Tout change lorsqu’il rencontre Strawberry (Suzanna Son), une jeune fille de 18 ans qui travaille dans un magasin de donuts. Elle lui fait immédiatement de l’œil et, après que Mikey ait continué à fréquenter le magasin de donuts, une relation se noue entre eux malgré leur différence d’âge. Mikey se crée même une fausse identité pour cacher le fait qu’il est marié et presque fauché. Mikey reconnaît bientôt le potentiel de Strawberry à devenir une star du porno et profite de sa naïveté et de son désespoir pour quitter le Texas. Il élabore un plan pour retourner à Los Angeles avec elle et créer sa propre société de production pornographique. Mais tout ne se passe pas comme prévu et Mikey, l’insouciant, doit faire face à toutes les embrouilles qu’il a créées, dont une dont il pourrait bien ne pas pouvoir se sortir grâce à son charme. Le coscénariste et réalisateur Sean Baker a tourné Red Rocket à l’automne 2020. Bien qu’il ait été tourné en pleine pandémie, le film utilise de manière créative sa petite portée narrative et son casting pour raconter une histoire captivante. Comme pour son dernier long métrage, The Florida Project, Baker a tourné Red Rocket sur pellicule (16 mm cette fois), et l’aspect granuleux et doux confère à l’étendue désolée du Texas, au milieu de nulle part, une beauté invisible à ses images d’autoroutes ouvertes et de raffineries de pétrole.
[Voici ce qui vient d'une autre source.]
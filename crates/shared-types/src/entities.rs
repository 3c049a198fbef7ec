//! # Core Domain Entities
//!
//! Chain primitives shared by every subsystem.
//!
//! - [`BlockHeader`]: 80-byte proof-of-work header
//! - [`Transaction`]: UTXO transaction (inputs, outputs, lock time)
//! - [`Block`]: header plus ordered transaction list
//!
//! All entities use the consensus wire serialization (little-endian fields,
//! CompactSize counts). Identifiers are double SHA-256 of that serialization.

use std::fmt;
use std::sync::Arc;

use serde::{Deserialize, Serialize};

use crate::encoding::{compact_size_len, WireReader, WireWriter};
use crate::errors::DecodeError;
use crate::hashing::{compute_merkle_root, sha256d};

/// A 32-byte hash (double SHA-256).
pub type Hash = [u8; 32];

/// The all-zero hash, used as "no value".
pub const NULL_HASH: Hash = [0u8; 32];

/// Shared, immutable transaction handle.
pub type TransactionRef = Arc<Transaction>;

/// Displays a hash the way block explorers do (byte-reversed hex).
pub struct HashHex<'a>(pub &'a Hash);

impl fmt::Display for HashHex<'_> {
    fn fmt(&self, f: &mut fmt::Formatter<'_>) -> fmt::Result {
        let mut reversed = *self.0;
        reversed.reverse();
        f.write_str(&hex::encode(reversed))
    }
}

// =============================================================================
// BLOCK HEADER
// =============================================================================

/// Proof-of-work block header.
///
/// ```text
/// [version: 4][prev_block: 32][merkle_root: 32][time: 4][bits: 4][nonce: 4]
/// ```
#[derive(Debug, Clone, Copy, PartialEq, Eq, Serialize, Deserialize, Default)]
pub struct BlockHeader {
    pub version: i32,
    /// Hash of the parent block.
    pub prev_block: Hash,
    /// Merkle root of the block's transaction ids.
    pub merkle_root: Hash,
    pub time: u32,
    /// Compact difficulty target. Zero marks a null header.
    pub bits: u32,
    pub nonce: u32,
}

impl BlockHeader {
    /// Serialized size in bytes.
    pub const SIZE: usize = 80;

    /// A header with `bits == 0` was never filled in.
    pub fn is_null(&self) -> bool {
        self.bits == 0
    }

    pub fn encode(&self, w: &mut WireWriter) {
        w.put_i32(self.version);
        w.put_bytes(&self.prev_block);
        w.put_bytes(&self.merkle_root);
        w.put_u32(self.time);
        w.put_u32(self.bits);
        w.put_u32(self.nonce);
    }

    pub fn decode(r: &mut WireReader<'_>) -> Result<Self, DecodeError> {
        Ok(Self {
            version: r.get_i32()?,
            prev_block: r.take_array()?,
            merkle_root: r.take_array()?,
            time: r.get_u32()?,
            bits: r.get_u32()?,
            nonce: r.get_u32()?,
        })
    }

    pub fn to_bytes(&self) -> [u8; Self::SIZE] {
        let mut w = WireWriter::with_capacity(Self::SIZE);
        self.encode(&mut w);
        let mut out = [0u8; Self::SIZE];
        out.copy_from_slice(&w.into_bytes());
        out
    }

    /// Block hash (double SHA-256 of the 80 header bytes).
    pub fn hash(&self) -> Hash {
        sha256d(&self.to_bytes())
    }
}

// =============================================================================
// TRANSACTION
// =============================================================================

/// Reference to a previous transaction output.
#[derive(Debug, Clone, Copy, PartialEq, Eq, Hash, Serialize, Deserialize, Default)]
pub struct OutPoint {
    pub txid: Hash,
    pub index: u32,
}

impl OutPoint {
    /// The outpoint spent by a coinbase input.
    pub const fn null() -> Self {
        Self {
            txid: NULL_HASH,
            index: u32::MAX,
        }
    }

    pub fn is_null(&self) -> bool {
        self.txid == NULL_HASH && self.index == u32::MAX
    }
}

/// Transaction input.
#[derive(Debug, Clone, PartialEq, Eq, Serialize, Deserialize)]
pub struct TxIn {
    pub prevout: OutPoint,
    pub script_sig: Vec<u8>,
    pub sequence: u32,
}

/// Transaction output.
#[derive(Debug, Clone, PartialEq, Eq, Serialize, Deserialize)]
pub struct TxOut {
    /// Amount in base units.
    pub value: i64,
    pub script_pubkey: Vec<u8>,
}

/// A UTXO transaction.
#[derive(Debug, Clone, PartialEq, Eq, Serialize, Deserialize, Default)]
pub struct Transaction {
    pub version: i32,
    pub inputs: Vec<TxIn>,
    pub outputs: Vec<TxOut>,
    pub lock_time: u32,
}

impl Transaction {
    /// Builds a coinbase paying `value` to `script_pubkey`.
    ///
    /// `tag` goes into the coinbase script so different blocks get
    /// different coinbase ids.
    pub fn new_coinbase(tag: &[u8], value: i64, script_pubkey: Vec<u8>) -> Self {
        Self {
            version: 1,
            inputs: vec![TxIn {
                prevout: OutPoint::null(),
                script_sig: tag.to_vec(),
                sequence: u32::MAX,
            }],
            outputs: vec![TxOut {
                value,
                script_pubkey,
            }],
            lock_time: 0,
        }
    }

    /// No inputs and no outputs.
    pub fn is_null(&self) -> bool {
        self.inputs.is_empty() && self.outputs.is_empty()
    }

    pub fn is_coinbase(&self) -> bool {
        self.inputs.len() == 1 && self.inputs[0].prevout.is_null()
    }

    pub fn encode(&self, w: &mut WireWriter) {
        w.put_i32(self.version);
        w.put_compact_size(self.inputs.len() as u64);
        for input in &self.inputs {
            w.put_bytes(&input.prevout.txid);
            w.put_u32(input.prevout.index);
            w.put_var_bytes(&input.script_sig);
            w.put_u32(input.sequence);
        }
        w.put_compact_size(self.outputs.len() as u64);
        for output in &self.outputs {
            w.put_bytes(&output.value.to_le_bytes());
            w.put_var_bytes(&output.script_pubkey);
        }
        w.put_u32(self.lock_time);
    }

    pub fn decode(r: &mut WireReader<'_>) -> Result<Self, DecodeError> {
        let version = r.get_i32()?;

        let input_count = r.get_compact_size()? as usize;
        let mut inputs = Vec::with_capacity(input_count.min(1000));
        for _ in 0..input_count {
            let txid = r.take_array()?;
            let index = r.get_u32()?;
            let script_sig = r.get_var_bytes()?;
            let sequence = r.get_u32()?;
            inputs.push(TxIn {
                prevout: OutPoint { txid, index },
                script_sig,
                sequence,
            });
        }

        let output_count = r.get_compact_size()? as usize;
        let mut outputs = Vec::with_capacity(output_count.min(1000));
        for _ in 0..output_count {
            let value = i64::from_le_bytes(r.take_array()?);
            let script_pubkey = r.get_var_bytes()?;
            outputs.push(TxOut {
                value,
                script_pubkey,
            });
        }

        let lock_time = r.get_u32()?;
        Ok(Self {
            version,
            inputs,
            outputs,
            lock_time,
        })
    }

    pub fn to_bytes(&self) -> Vec<u8> {
        let mut w = WireWriter::with_capacity(self.serialized_size());
        self.encode(&mut w);
        w.into_bytes()
    }

    /// Serialized size without building the buffer.
    pub fn serialized_size(&self) -> usize {
        let inputs: usize = self
            .inputs
            .iter()
            .map(|i| 32 + 4 + compact_size_len(i.script_sig.len() as u64) + i.script_sig.len() + 4)
            .sum();
        let outputs: usize = self
            .outputs
            .iter()
            .map(|o| 8 + compact_size_len(o.script_pubkey.len() as u64) + o.script_pubkey.len())
            .sum();
        4 + compact_size_len(self.inputs.len() as u64)
            + inputs
            + compact_size_len(self.outputs.len() as u64)
            + outputs
            + 4
    }

    /// Transaction id.
    pub fn txid(&self) -> Hash {
        sha256d(&self.to_bytes())
    }
}

// =============================================================================
// BLOCK
// =============================================================================

/// A full block.
#[derive(Debug, Clone, PartialEq, Eq, Serialize, Deserialize, Default)]
pub struct Block {
    pub header: BlockHeader,
    pub transactions: Vec<TransactionRef>,
}

impl Block {
    /// Builds a block whose header commits to `transactions`.
    pub fn new(mut header: BlockHeader, transactions: Vec<TransactionRef>) -> Self {
        let txids: Vec<Hash> = transactions.iter().map(|tx| tx.txid()).collect();
        header.merkle_root = compute_merkle_root(&txids).0;
        Self {
            header,
            transactions,
        }
    }

    pub fn hash(&self) -> Hash {
        self.header.hash()
    }

    pub fn txids(&self) -> Vec<Hash> {
        self.transactions.iter().map(|tx| tx.txid()).collect()
    }

    pub fn serialized_size(&self) -> usize {
        BlockHeader::SIZE
            + compact_size_len(self.transactions.len() as u64)
            + self
                .transactions
                .iter()
                .map(|tx| tx.serialized_size())
                .sum::<usize>()
    }

    pub fn encode(&self, w: &mut WireWriter) {
        self.header.encode(w);
        w.put_compact_size(self.transactions.len() as u64);
        for tx in &self.transactions {
            tx.encode(w);
        }
    }

    pub fn decode(r: &mut WireReader<'_>) -> Result<Self, DecodeError> {
        let header = BlockHeader::decode(r)?;
        let count = r.get_compact_size()? as usize;
        let mut transactions = Vec::with_capacity(count.min(1000));
        for _ in 0..count {
            transactions.push(Arc::new(Transaction::decode(r)?));
        }
        Ok(Self {
            header,
            transactions,
        })
    }
}
//! # Bandwidth Statistics
//!
//! Rolling time series of compact block traffic.
//!
//! Every series is a [`StatsWindow`] that drops samples older than the
//! window on each insert and before each report. All series live behind
//! one lock; readers prune too, so they take the same lock as writers.
//!
//! ## Reports
//!
//! - Bandwidth saved: lifetime `Σoriginal - Σcompact`
//! - Compression: `100 - 100 × Σcompact / Σoriginal` over the window
//! - Re-request rate: re-request events per inbound block, as a percentage
//! - Latency: mean and 95th percentile over the window

use parking_lot::Mutex;
use serde::Serialize;
use std::collections::BTreeMap;

/// Time-keyed samples with expiry.
///
/// Keys are `(timestamp_ms, sequence)` so samples in the same millisecond
/// do not overwrite each other.
#[derive(Debug, Clone)]
pub struct StatsWindow<T> {
    entries: BTreeMap<(u64, u64), T>,
    next_seq: u64,
}

impl<T> Default for StatsWindow<T> {
    fn default() -> Self {
        Self {
            entries: BTreeMap::new(),
            next_seq: 0,
        }
    }
}

impl<T> StatsWindow<T> {
    pub fn record(&mut self, now_ms: u64, window_ms: u64, value: T) {
        self.expire(now_ms, window_ms);
        self.entries.insert((now_ms, self.next_seq), value);
        self.next_seq += 1;
    }

    /// Drop samples older than `now_ms - window_ms`.
    pub fn expire(&mut self, now_ms: u64, window_ms: u64) {
        let cutoff = now_ms.saturating_sub(window_ms);
        self.entries = self.entries.split_off(&(cutoff, 0));
    }

    pub fn values(&self) -> impl Iterator<Item = &T> {
        self.entries.values()
    }

    pub fn len(&self) -> usize {
        self.entries.len()
    }

    pub fn is_empty(&self) -> bool {
        self.entries.is_empty()
    }

    pub fn clear(&mut self) {
        self.entries.clear();
    }
}

/// Mean and 95th percentile of a latency series, in seconds.
#[derive(Debug, Clone, Copy, PartialEq, Default, Serialize)]
pub struct LatencySummary {
    pub samples: usize,
    pub mean: f64,
    pub p95: f64,
}

impl LatencySummary {
    pub fn from_samples(samples: impl Iterator<Item = f64>) -> Self {
        let mut sorted: Vec<f64> = samples.collect();
        if sorted.is_empty() {
            return Self::default();
        }
        sorted.sort_by(f64::total_cmp);
        let n = sorted.len();
        let mean = sorted.iter().sum::<f64>() / n as f64;
        let index = ((n as f64 * 0.95 + 0.5) as usize).saturating_sub(1).min(n - 1);
        Self {
            samples: n,
            mean,
            p95: sorted[index],
        }
    }
}

/// Quick snapshot for diagnostics, taken under a single lock.
#[derive(Debug, Clone, PartialEq, Default, Serialize)]
pub struct StatsSnapshot {
    pub total_inbound: u64,
    pub total_outbound: u64,
    pub total_bandwidth_saved: u64,
    pub last_24h_inbound: usize,
    pub last_24h_inbound_compression: f64,
    pub last_24h_outbound: usize,
    pub last_24h_outbound_compression: f64,
    pub last_24h_rerequests: usize,
    pub last_24h_rerequest_percent: f64,
}

#[derive(Debug, Default)]
struct LifetimeTotals {
    inbound_blocks: u64,
    outbound_blocks: u64,
    original_bytes: u64,
    compact_bytes: u64,
}

#[derive(Debug, Default)]
struct StatsInner {
    inbound: StatsWindow<(u64, u64)>,
    outbound: StatsWindow<(u64, u64)>,
    response_time: StatsWindow<f64>,
    validation_time: StatsWindow<f64>,
    rerequested_tx: StatsWindow<usize>,
    compact_block_size: StatsWindow<u64>,
    full_tx_size: StatsWindow<u64>,
    totals: LifetimeTotals,
}

impl StatsInner {
    fn bandwidth_saved(&self) -> u64 {
        self.totals
            .original_bytes
            .saturating_sub(self.totals.compact_bytes)
    }

    fn compression(window: &mut StatsWindow<(u64, u64)>, now: u64, span: u64) -> f64 {
        window.expire(now, span);
        let (compact, original) = window
            .values()
            .fold((0u64, 0u64), |(c, o), (cs, os)| (c + cs, o + os));
        if original == 0 {
            0.0
        } else {
            100.0 - 100.0 * compact as f64 / original as f64
        }
    }

    fn rerequest_percent(&mut self, now: u64, span: u64) -> f64 {
        self.inbound.expire(now, span);
        self.rerequested_tx.expire(now, span);
        if self.inbound.is_empty() {
            0.0
        } else {
            100.0 * self.rerequested_tx.len() as f64 / self.inbound.len() as f64
        }
    }
}

/// Rolling bandwidth statistics shared by all peers.
#[derive(Debug)]
pub struct BandwidthStatsTracker {
    inner: Mutex<StatsInner>,
    window_ms: u64,
}

impl BandwidthStatsTracker {
    pub fn new(window_ms: u64) -> Self {
        Self {
            inner: Mutex::new(StatsInner::default()),
            window_ms,
        }
    }

    pub fn window_ms(&self) -> u64 {
        self.window_ms
    }

    // =========================================================================
    // RECORDING
    // =========================================================================

    pub fn record_inbound(&self, now_ms: u64, compact_size: u64, original_size: u64) {
        let mut inner = self.inner.lock();
        inner.totals.inbound_blocks += 1;
        inner.totals.original_bytes += original_size;
        inner.totals.compact_bytes += compact_size;
        inner
            .inbound
            .record(now_ms, self.window_ms, (compact_size, original_size));
    }

    pub fn record_outbound(&self, now_ms: u64, compact_size: u64, original_size: u64) {
        let mut inner = self.inner.lock();
        inner.totals.outbound_blocks += 1;
        inner.totals.original_bytes += original_size;
        inner.totals.compact_bytes += compact_size;
        inner
            .outbound
            .record(now_ms, self.window_ms, (compact_size, original_size));
    }

    pub fn record_response_time(&self, now_ms: u64, seconds: f64) {
        self.inner
            .lock()
            .response_time
            .record(now_ms, self.window_ms, seconds);
    }

    pub fn record_validation_time(&self, now_ms: u64, seconds: f64) {
        self.inner
            .lock()
            .validation_time
            .record(now_ms, self.window_ms, seconds);
    }

    pub fn record_rerequested_tx(&self, now_ms: u64, count: usize) {
        self.inner
            .lock()
            .rerequested_tx
            .record(now_ms, self.window_ms, count);
    }

    pub fn record_compact_block_size(&self, now_ms: u64, bytes: u64) {
        self.inner
            .lock()
            .compact_block_size
            .record(now_ms, self.window_ms, bytes);
    }

    pub fn record_full_tx_size(&self, now_ms: u64, bytes: u64) {
        self.inner
            .lock()
            .full_tx_size
            .record(now_ms, self.window_ms, bytes);
    }

    // =========================================================================
    // REPORTS
    // =========================================================================

    pub fn total_bandwidth_saved(&self) -> u64 {
        self.inner.lock().bandwidth_saved()
    }

    /// `(blocks, compression %)` for inbound blocks in the window.
    pub fn inbound_compression(&self, now_ms: u64) -> (usize, f64) {
        let mut inner = self.inner.lock();
        let rate = StatsInner::compression(&mut inner.inbound, now_ms, self.window_ms);
        (inner.inbound.len(), rate)
    }

    pub fn outbound_compression(&self, now_ms: u64) -> (usize, f64) {
        let mut inner = self.inner.lock();
        let rate = StatsInner::compression(&mut inner.outbound, now_ms, self.window_ms);
        (inner.outbound.len(), rate)
    }

    /// `(re-request events, % of inbound blocks)` in the window.
    pub fn rerequest_rate(&self, now_ms: u64) -> (usize, f64) {
        let mut inner = self.inner.lock();
        let rate = inner.rerequest_percent(now_ms, self.window_ms);
        (inner.rerequested_tx.len(), rate)
    }

    pub fn response_time(&self, now_ms: u64) -> LatencySummary {
        let mut inner = self.inner.lock();
        inner.response_time.expire(now_ms, self.window_ms);
        LatencySummary::from_samples(inner.response_time.values().copied())
    }

    pub fn validation_time(&self, now_ms: u64) -> LatencySummary {
        let mut inner = self.inner.lock();
        inner.validation_time.expire(now_ms, self.window_ms);
        LatencySummary::from_samples(inner.validation_time.values().copied())
    }

    pub fn average_compact_block_size(&self, now_ms: u64) -> f64 {
        let mut inner = self.inner.lock();
        average(&mut inner.compact_block_size, now_ms, self.window_ms)
    }

    pub fn average_full_tx_size(&self, now_ms: u64) -> f64 {
        let mut inner = self.inner.lock();
        average(&mut inner.full_tx_size, now_ms, self.window_ms)
    }

    /// Samples left in the response time series after expiry.
    pub fn response_time_samples(&self, now_ms: u64) -> usize {
        self.response_time(now_ms).samples
    }

    pub fn snapshot(&self, now_ms: u64) -> StatsSnapshot {
        let mut inner = self.inner.lock();
        let span = self.window_ms;
        let inbound_rate = StatsInner::compression(&mut inner.inbound, now_ms, span);
        let outbound_rate = StatsInner::compression(&mut inner.outbound, now_ms, span);
        let rerequest_rate = inner.rerequest_percent(now_ms, span);
        StatsSnapshot {
            total_inbound: inner.totals.inbound_blocks,
            total_outbound: inner.totals.outbound_blocks,
            total_bandwidth_saved: inner.bandwidth_saved(),
            last_24h_inbound: inner.inbound.len(),
            last_24h_inbound_compression: inbound_rate,
            last_24h_outbound: inner.outbound.len(),
            last_24h_outbound_compression: outbound_rate,
            last_24h_rerequests: inner.rerequested_tx.len(),
            last_24h_rerequest_percent: rerequest_rate,
        }
    }

    pub fn clear(&self) {
        *self.inner.lock() = StatsInner::default();
    }

    // =========================================================================
    // TEXT REPORTS
    // =========================================================================

    pub fn summary_string(&self) -> String {
        let inner = self.inner.lock();
        format!(
            "{} inbound and {} outbound compactblocks have saved {} of bandwidth",
            inner.totals.inbound_blocks,
            inner.totals.outbound_blocks,
            format_info_unit(inner.bandwidth_saved() as f64)
        )
    }

    pub fn inbound_percent_string(&self, now_ms: u64) -> String {
        let (count, rate) = self.inbound_compression(now_ms);
        format!(
            "Compression for {} Inbound  compactblocks (last 24hrs): {:.1}%",
            count, rate
        )
    }

    pub fn outbound_percent_string(&self, now_ms: u64) -> String {
        let (count, rate) = self.outbound_compression(now_ms);
        format!(
            "Compression for {} Outbound compactblocks (last 24hrs): {:.1}%",
            count, rate
        )
    }

    pub fn response_time_string(&self, now_ms: u64) -> String {
        let s = self.response_time(now_ms);
        format!(
            "Response time   (last 24hrs) AVG:{:.2}, 95th pcntl:{:.2}",
            s.mean, s.p95
        )
    }

    pub fn validation_time_string(&self, now_ms: u64) -> String {
        let s = self.validation_time(now_ms);
        format!(
            "Validation time (last 24hrs) AVG:{:.2}, 95th pcntl:{:.2}",
            s.mean, s.p95
        )
    }

    pub fn rerequested_tx_string(&self, now_ms: u64) -> String {
        let (count, rate) = self.rerequest_rate(now_ms);
        format!(
            "Tx re-request rate (last 24hrs): {:.1}% Total re-requests:{}",
            rate, count
        )
    }

    pub fn compact_block_size_string(&self, now_ms: u64) -> String {
        format!(
            "CompactBlock size (last 24hrs) AVG: {}",
            format_info_unit(self.average_compact_block_size(now_ms))
        )
    }

    pub fn full_tx_size_string(&self, now_ms: u64) -> String {
        format!(
            "compactblock full transactions size (last 24hrs) AVG: {}",
            format_info_unit(self.average_full_tx_size(now_ms))
        )
    }
}

fn average(window: &mut StatsWindow<u64>, now_ms: u64, span: u64) -> f64 {
    window.expire(now_ms, span);
    if window.is_empty() {
        return 0.0;
    }
    window.values().sum::<u64>() as f64 / window.len() as f64
}

/// Human-readable byte count with decimal units.
pub fn format_info_unit(bytes: f64) -> String {
    const UNITS: [&str; 9] = ["B", "KB", "MB", "GB", "TB", "PB", "EB", "ZB", "YB"];
    let mut value = bytes;
    let mut unit = 0;
    while value > 1000.0 && unit < UNITS.len() - 1 {
        value /= 1000.0;
        unit += 1;
    }
    format!("{:.2}{}", value, UNITS[unit])
}

#[cfg(test)]
mod tests {
    use super::*;

    const DAY_MS: u64 = 24 * 60 * 60 * 1000;
    const HOUR_MS: u64 = 60 * 60 * 1000;

    #[test]
    fn test_samples_expire_after_window() {
        let stats = BandwidthStatsTracker::new(DAY_MS);
        let start = 10 * DAY_MS;
        for i in 0..100 {
            stats.record_response_time(start, i as f64);
        }
        assert_eq!(stats.response_time_samples(start), 100);
        assert_eq!(stats.response_time_samples(start + 25 * HOUR_MS), 0);
    }

    #[test]
    fn test_insert_purges_same_series() {
        let mut window = StatsWindow::default();
        window.record(0, 1_000, 1u64);
        window.record(500, 1_000, 2u64);
        window.record(1_600, 1_000, 3u64);
        let left: Vec<u64> = window.values().copied().collect();
        assert_eq!(left, vec![3]);
    }

    #[test]
    fn test_compression_and_savings() {
        let stats = BandwidthStatsTracker::new(DAY_MS);
        stats.record_inbound(1_000, 100, 1_000);
        stats.record_inbound(1_000, 300, 1_000);

        let (count, rate) = stats.inbound_compression(2_000);
        assert_eq!(count, 2);
        assert!((rate - 80.0).abs() < 1e-9);
        assert_eq!(stats.total_bandwidth_saved(), 1_600);
        assert_eq!(
            stats.inbound_percent_string(2_000),
            "Compression for 2 Inbound  compactblocks (last 24hrs): 80.0%"
        );
    }

    #[test]
    fn test_rerequest_percent() {
        let stats = BandwidthStatsTracker::new(DAY_MS);
        for _ in 0..4 {
            stats.record_inbound(1_000, 10, 100);
        }
        stats.record_rerequested_tx(1_000, 3);
        let (count, rate) = stats.rerequest_rate(1_000);
        assert_eq!(count, 1);
        assert!((rate - 25.0).abs() < 1e-9);
    }

    #[test]
    fn test_latency_percentile() {
        let summary = LatencySummary::from_samples((1..=20).map(f64::from));
        assert_eq!(summary.samples, 20);
        assert!((summary.mean - 10.5).abs() < 1e-9);
        // index = (20 * 0.95 + 0.5) as usize - 1 = 18
        assert_eq!(summary.p95, 19.0);

        let single = LatencySummary::from_samples(std::iter::once(4.0));
        assert_eq!(single.p95, 4.0);
        assert_eq!(LatencySummary::from_samples(std::iter::empty()).samples, 0);
    }

    #[test]
    fn test_snapshot_and_clear() {
        let stats = BandwidthStatsTracker::new(DAY_MS);
        stats.record_inbound(0, 10, 100);
        stats.record_outbound(0, 20, 100);
        let snap = stats.snapshot(0);
        assert_eq!(snap.total_inbound, 1);
        assert_eq!(snap.total_outbound, 1);
        assert_eq!(snap.total_bandwidth_saved, 170);
        assert!((snap.last_24h_outbound_compression - 80.0).abs() < 1e-9);

        stats.clear();
        assert_eq!(stats.snapshot(0), StatsSnapshot::default());
    }

    #[test]
    fn test_format_info_unit() {
        assert_eq!(format_info_unit(512.0), "512.00B");
        assert_eq!(format_info_unit(1_500_000.0), "1.50MB");
    }
}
Il est facile d’imaginer qu’un tel film puisse être tourné en numérique, mais heureusement, l’engagement de Baker à tourner sur pellicule donne à Red Rocket un aspect et un toucher caractéristiques qui ajoutent de la texture et du caractère à ses images.

Les meilleurs Donuts à la fraise.

Au fond, Red Rocket est l’histoire d’un narcissique charismatique qui s’attire et se retire de toutes sortes d’ennuis, provoquant finalement des tourbillons de chaos indicible en faisant tomber tous ceux qui l’entourent. D’une duplicité éhontée, mais étrangement attachant et même convaincant, Mikey est un personnage tout à fait intriguant et la performance envoûtante de Simon Rex est le point fort du film. Armé d’un sourire diabolique et d’une bouche verbeuse, Mikey est si charmant, si contagieux et si doué pour son baratin qu’il n’est pas difficile de se laisser berner par son acte qui consiste à faire semblant de remettre sa vie en ordre, même si nous voyons clair dans son jeu. À l’arrière-plan de Red Rocket, on trouve des références constantes à l’élection de 2016, qu’il s’agisse de panneaux de signalisation de Trump ou d’aperçus des débats présidentiels à la télévision. Baker ne cherche pas à faire une grande déclaration politique, mais plutôt à mettre en lumière un archétype typiquement américain : l’escroc charismatique, que l’on retrouve dans des personnages tels que l’infortuné Mikey, les producteurs pornographiques exploiteurs et l’homme qui a réussi à entrer à la Maison Blanche. Même dans son drame à petite échelle autour d’une poignée de personnages, ce récit microscopique pose une image plus grande autour de lui, explorant astucieusement et tranquillement le rôle de cette figure archétypale et les effets désastreux de l’égocentrisme.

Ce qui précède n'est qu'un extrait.